Reply with each record repeated exactly.

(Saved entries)

════════════════

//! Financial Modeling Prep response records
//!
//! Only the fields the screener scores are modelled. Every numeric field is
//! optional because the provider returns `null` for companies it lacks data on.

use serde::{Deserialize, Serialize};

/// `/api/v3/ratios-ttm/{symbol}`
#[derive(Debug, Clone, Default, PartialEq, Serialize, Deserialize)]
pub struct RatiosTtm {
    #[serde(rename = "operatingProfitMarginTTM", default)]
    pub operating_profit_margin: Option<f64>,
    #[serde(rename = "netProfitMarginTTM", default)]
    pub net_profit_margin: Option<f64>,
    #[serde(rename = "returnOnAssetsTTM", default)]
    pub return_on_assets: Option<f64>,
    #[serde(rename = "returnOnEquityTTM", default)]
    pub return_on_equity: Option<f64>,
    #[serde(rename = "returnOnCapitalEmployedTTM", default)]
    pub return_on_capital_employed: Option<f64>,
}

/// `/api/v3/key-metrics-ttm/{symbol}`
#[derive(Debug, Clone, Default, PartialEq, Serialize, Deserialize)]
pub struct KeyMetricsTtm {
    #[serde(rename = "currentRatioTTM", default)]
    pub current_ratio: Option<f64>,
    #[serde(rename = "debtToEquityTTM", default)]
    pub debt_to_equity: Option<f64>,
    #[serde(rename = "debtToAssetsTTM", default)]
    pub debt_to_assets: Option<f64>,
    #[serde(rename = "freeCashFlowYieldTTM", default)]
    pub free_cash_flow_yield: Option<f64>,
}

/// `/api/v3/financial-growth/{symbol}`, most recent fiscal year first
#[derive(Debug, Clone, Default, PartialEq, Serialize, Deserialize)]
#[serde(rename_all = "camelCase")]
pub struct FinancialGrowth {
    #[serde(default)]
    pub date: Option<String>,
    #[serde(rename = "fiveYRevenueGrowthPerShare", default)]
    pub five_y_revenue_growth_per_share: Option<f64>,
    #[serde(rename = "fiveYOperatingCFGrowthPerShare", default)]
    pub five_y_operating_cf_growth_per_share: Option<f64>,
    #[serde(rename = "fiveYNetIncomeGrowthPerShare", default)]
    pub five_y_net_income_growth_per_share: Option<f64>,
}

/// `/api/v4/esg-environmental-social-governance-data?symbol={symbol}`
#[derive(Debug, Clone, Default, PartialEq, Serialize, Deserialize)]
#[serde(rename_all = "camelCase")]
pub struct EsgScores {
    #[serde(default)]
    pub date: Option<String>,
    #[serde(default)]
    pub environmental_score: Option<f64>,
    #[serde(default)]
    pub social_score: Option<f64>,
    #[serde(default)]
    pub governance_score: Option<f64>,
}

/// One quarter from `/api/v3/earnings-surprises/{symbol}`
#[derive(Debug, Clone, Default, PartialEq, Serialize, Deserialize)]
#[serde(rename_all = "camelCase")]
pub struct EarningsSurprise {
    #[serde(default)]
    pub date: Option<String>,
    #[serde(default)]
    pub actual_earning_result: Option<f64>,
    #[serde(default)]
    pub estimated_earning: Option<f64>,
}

════════════════

Result of the task:
//! Financial Modeling Prep response records
//!
//! Only the fields the screener scores are modelled. Every numeric field is
//! optional because the provider returns `null` for companies it lacks data on.

use serde::{Deserialize, Serialize};

/// `/api/v3/ratios-ttm/{symbol}`
#[derive(Debug, Clone, Default, PartialEq, Serialize, Deserialize)]
pub struct RatiosTtm {
    #[serde(rename = "operatingProfitMarginTTM", default)]
    pub operating_profit_margin: Option<f64>,
    #[serde(rename = "netProfitMarginTTM", default)]
    pub net_profit_margin: Option<f64>,
    #[serde(rename = "returnOnAssetsTTM", default)]
    pub return_on_assets: Option<f64>,
    #[serde(rename = "returnOnEquityTTM", default)]
    pub return_on_equity: Option<f64>,
    #[serde(rename = "returnOnCapitalEmployedTTM", default)]
    pub return_on_capital_employed: Option<f64>,
}

/// `/api/v3/key-metrics-ttm/{symbol}`
#[derive(Debug, Clone, Default, PartialEq, Serialize, Deserialize)]
pub struct KeyMetricsTtm {
    #[serde(rename = "currentRatioTTM", default)]
    pub current_ratio: Option<f64>,
    #[serde(rename = "debtToEquityTTM", default)]
    pub debt_to_equity: Option<f64>,
    #[serde(rename = "debtToAssetsTTM", default)]
    pub debt_to_assets: Option<f64>,
    #[serde(rename = "freeCashFlowYieldTTM", default)]
    pub free_cash_flow_yield: Option<f64>,
}

/// `/api/v3/financial-growth/{symbol}`, most recent fiscal year first
#[derive(Debug, Clone, Default, PartialEq, Serialize, Deserialize)]
#[serde(rename_all = "camelCase")]
pub struct FinancialGrowth {
    #[serde(default)]
    pub date: Option<String>,
    #[serde(rename = "fiveYRevenueGrowthPerShare", default)]
    pub five_y_revenue_growth_per_share: Option<f64>,
    #[serde(rename = "fiveYOperatingCFGrowthPerShare", default)]
    pub five_y_operating_cf_growth_per_share: Option<f64>,
    #[serde(rename = "fiveYNetIncomeGrowthPerShare", default)]
    pub five_y_net_income_growth_per_share: Option<f64>,
}

/// `/api/v4/esg-environmental-social-governance-data?symbol={symbol}`
#[derive(Debug, Clone, Default, PartialEq, Serialize, Deserialize)]
#[serde(rename_all = "camelCase")]
pub struct EsgScores {
    #[serde(default)]
    pub date: Option<String>,
    #[serde(default)]
    pub environmental_score: Option<f64>,
    #[serde(default)]
    pub social_score: Option<f64>,
    #[serde(default)]
    pub governance_score: Option<f64>,
}

/// One quarter from `/api/v3/earnings-surprises/{symbol}`
#[derive(Debug, Clone, Default, PartialEq, Serialize, Deserialize)]
#[serde(rename_all = "camelCase")]
pub struct EarningsSurprise {
    #[serde(default)]
    pub date: Option<String>,
    #[serde(default)]
    pub actual_earning_result: Option<f64>,
    #[serde(default)]
    pub estimated_earning: Option<f64>,
}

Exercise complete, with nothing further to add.